Skip to content

Latest commit

 

History

History
344 lines (281 loc) · 13 KB

File metadata and controls

344 lines (281 loc) · 13 KB

Compilation — Core Design (v0)

Status: draft Scope: how an ontology (ontology.md) plus a binding (binding.md) are resolved and emitted as backend DDL (CREATE PROPERTY GRAPH on BigQuery or Spanner).

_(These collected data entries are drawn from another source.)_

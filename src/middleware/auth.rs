use axum::{
    extract::Request,
    http::{HeaderMap, StatusCode},
    middleware::Next,
    response::{Json, Response},
};
use jsonwebtoken::{decode, DecodingKey, Validation};

use crate::auth::{Claims, Principal};
use crate::config;
use crate::error::ApiError;

/// JWT authentication middleware that validates tokens and injects the
/// authenticated [`Principal`] into the request extensions.
pub async fn jwt_auth_middleware(
    headers: HeaderMap,
    mut request: Request,
    next: Next,
) -> Result<Response, (StatusCode, Json<serde_json::Value>)> {
    let token = extract_jwt_from_headers(&headers).map_err(|msg| {
        let api_error = ApiError::unauthorized(msg);
        (
            StatusCode::from_u16(api_error.status_code()).unwrap(),
            Json(api_error.to_json()),
        )
    })?;

    let claims = validate_jwt(&token).map_err(|msg| {
        let api_error = ApiError::unauthorized(msg);
        (
            StatusCode::from_u16(api_error.status_code()).unwrap(),
            Json(api_error.to_json()),
        )
    })?;

    let principal = Principal::from(claims);
    request.extensions_mut().insert(principal);

    Ok(next.run(request).await)
}

/// Extract JWT token from Authorization header
fn extract_jwt_from_headers(headers: &HeaderMap) -> Result<String, String> {
    let auth_header = headers
        .get("authorization")
        .or_else(|| headers.get("Authorization"))
        .ok_or_else(|| "Missing Authorization header".to_string())?;

    let auth_str = auth_header
        .to_str()
        .map_err(|_| "Invalid Authorization header format".to_string())?;

    if let Some(token) = auth_str.strip_prefix("Bearer ") {
        if token.trim().is_empty() {
            return Err("Empty JWT token".to_string());
        }
        Ok(token.to_string())
    } else {
        Err("Authorization header must use Bearer token format".to_string())
    }
}

/// Validate JWT token and extract claims
fn validate_jwt(token: &str) -> Result<Claims, String> {
    let secret = &config::config().security.jwt_secret;

    if secret.is_empty() {
        return Err("JWT secret not configured".to_string());
    }

    let decoding_key = DecodingKey::from_secret(secret.as_bytes());
    let validation = Validation::default();

    let token_data = decode::<Claims>(token, &decoding_key, &validation)
        .map_err(|e| format!("Invalid JWT token: {}", e))?;

    Ok(token_data.claims)
}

v0 compiles flat ontologies only. Ontologies that use extends on entities or relationships are rejected at compile time. Inheritance lowering — substitutability, per-label property projections, cross-table identity, overlapping siblings — is the subject of a separate future design. Deployment, credentials, and measures are out of scope.

1. Goals

  • Single-shot compile. Ontology plus binding in, DDL text out. No intermediate on-disk artifact.
  • Deterministic output. Same inputs → byte-identical DDL.
  • Backend-neutral pipeline, backend-specific emitter. Resolution is shared across backends; emission is per-backend.
  • Output is just text. What consumes it (deploy tool, bq query, Terraform, a human) is outside this spec.

2. Pipeline

ontology.yaml   ──┐
                  ├──► Resolver ──► ResolvedGraph ──► Emitter ──► DDL
binding.yaml    ──┘                                    (BQ|Spanner)

Stages:

  1. Load. Parse and validate ontology and binding independently against their specs.
  2. Resolve. Cross-check names, wire derived expressions to bound columns. Produce an in-memory ResolvedGraph.
  3. Emit. Walk the ResolvedGraph and produce backend-specific DDL.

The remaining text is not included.